Select the lines below containing the word "tree".

=== Material provided ===

use sea_orm::{
    Condition, DatabaseBackend, QueryFilter, Value,
    sea_query::{Alias, Expr, SimpleExpr},
};

use super::dialect::{DateCast, is_date_literal};
use super::operator::PredicateKind;
use crate::models::{Filter, FilterGroup, FilterValue, Logic};

/// Quoted column reference; identifiers never reach the SQL text unescaped
fn column(field: &str) -> Expr {
    Expr::col(Alias::new(field))
}

/// Convert a leaf value into a bound SQL value. Nested lists are bound as their text form.
fn bind_value(value: &FilterValue) -> Value {
    match value {
        FilterValue::Null => Value::String(None),
        FilterValue::Bool(b) => (*b).into(),
        FilterValue::Int(n) => (*n).into(),
        FilterValue::Float(n) => (*n).into(),
        FilterValue::Text(s) => s.clone().into(),
        FilterValue::List(_) => value.to_string().into(),
    }
}

fn bind_list(value: &FilterValue) -> Vec<Value> {
    match value {
        FilterValue::List(items) => items.iter().map(bind_value).collect(),
        // A scalar is a one-element set
        other => vec![bind_value(other)],
    }
}

fn binary<V: Into<SimpleExpr>>(lhs: Expr, kind: PredicateKind, rhs: V) -> SimpleExpr {
    match kind {
        PredicateKind::NotEqual => lhs.ne(rhs),
        PredicateKind::GreaterThan => lhs.gt(rhs),
        PredicateKind::GreaterOrEqual => lhs.gte(rhs),
        PredicateKind::LessThan => lhs.lt(rhs),
        PredicateKind::LessOrEqual => lhs.lte(rhs),
        _ => lhs.eq(rhs),
    }
}

fn date_column(field: &str, backend: DatabaseBackend) -> Expr {
    Expr::expr(backend.cast_to_date(column(field).into()))
}

fn date_value(text: &str, backend: DatabaseBackend) -> SimpleExpr {
    backend.cast_to_date(Expr::val(text).into())
}

fn build_comparison(
    field: &str,
    kind: PredicateKind,
    value: &FilterValue,
    backend: DatabaseBackend,
) -> SimpleExpr {
    if let Some(text) = value.as_text()
        && is_date_literal(text)
    {
        return binary(date_column(field, backend), kind, date_value(text, backend));
    }

    // `= NULL` never matches anything, so equality against null means IS NULL
    match (kind, value) {
        (PredicateKind::Equal, FilterValue::Null) => column(field).is_null(),
        (PredicateKind::NotEqual, FilterValue::Null) => column(field).is_not_null(),
        _ => binary(column(field), kind, bind_value(value)),
    }
}

/// Substring match: text without a `%` gets wrapped as `%text%`, other values are stringified
/// and always wrapped.
#[must_use]
pub fn like_pattern(value: &FilterValue) -> String {
    match value {
        FilterValue::Text(text) if text.contains('%') => text.clone(),
        other => format!("%{other}%"),
    }
}

fn build_between(field: &str, value: &FilterValue, backend: DatabaseBackend) -> SimpleExpr {
    let Some([low, high]) = value.as_list() else {
        tracing::debug!(field, value = %value, "between needs two bounds, comparing for equality");
        return column(field).eq(bind_value(value));
    };

    if let (Some(low), Some(high)) = (low.as_text(), high.as_text())
        && is_date_literal(low)
        && is_date_literal(high)
    {
        return date_column(field, backend)
            .between(date_value(low, backend), date_value(high, backend));
    }

    column(field).between(bind_value(low), bind_value(high))
}

/// Compile one leaf. Never fails: unknown operators compile as equality.
#[must_use]
pub fn compile_filter(filter: &Filter, backend: DatabaseBackend) -> SimpleExpr {
    let field = filter.field.as_str();
    let value = &filter.value;

    match PredicateKind::resolve(&filter.operator) {
        kind if kind.is_comparison() => build_comparison(field, kind, value, backend),
        PredicateKind::Like => column(field).like(like_pattern(value)),
        PredicateKind::In => column(field).is_in(bind_list(value)),
        PredicateKind::NotIn => column(field).is_not_in(bind_list(value)),
        PredicateKind::IsNull => column(field).is_null(),
        PredicateKind::IsNotNull => column(field).is_not_null(),
        PredicateKind::Between => build_between(field, value, backend),
        _ => column(field).eq(bind_value(value)),
    }
}

/// Compile a filter tree into one nested condition.
///
/// Leaves and sub-groups are combined with the group's own logic, each sub-group nesting one
/// level deeper. Returns `None` for a group that contributes nothing, including one whose
/// sub-groups are all empty.
#[must_use]
pub fn compile_filter_group(group: &FilterGroup, backend: DatabaseBackend) -> Option<Condition> {
    if group.is_empty() {
        return None;
    }

    let mut condition = match group.combinator() {
        Logic::And => Condition::all(),
        Logic::Or => Condition::any(),
    };
    let mut terms = 0;

    for filter in &group.filters {
        condition = condition.add(compile_filter(filter, backend));
        terms += 1;
    }

    for nested in &group.groups {
        if let Some(nested_condition) = compile_filter_group(nested, backend) {
            condition = condition.add(nested_condition);
            terms += 1;
        }
    }

    (terms > 0).then_some(condition)
}

/// Apply a filter tree to any query that accepts conditions. An empty tree leaves the query
/// untouched.
pub fn apply_filter_group<Q: QueryFilter>(
    query: Q,
    group: &FilterGroup,
    backend: DatabaseBackend,
) -> Q {
    match compile_filter_group(group, backend) {
        Some(condition) => {
            tracing::debug!(?condition, "Applying filter group");
            query.filter(condition)
        }
        None => query,
    }
}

===

Exercise result:
/// Compile a filter tree into one nested condition.
/// Apply a filter tree to any query that accepts conditions. An empty tree leaves the query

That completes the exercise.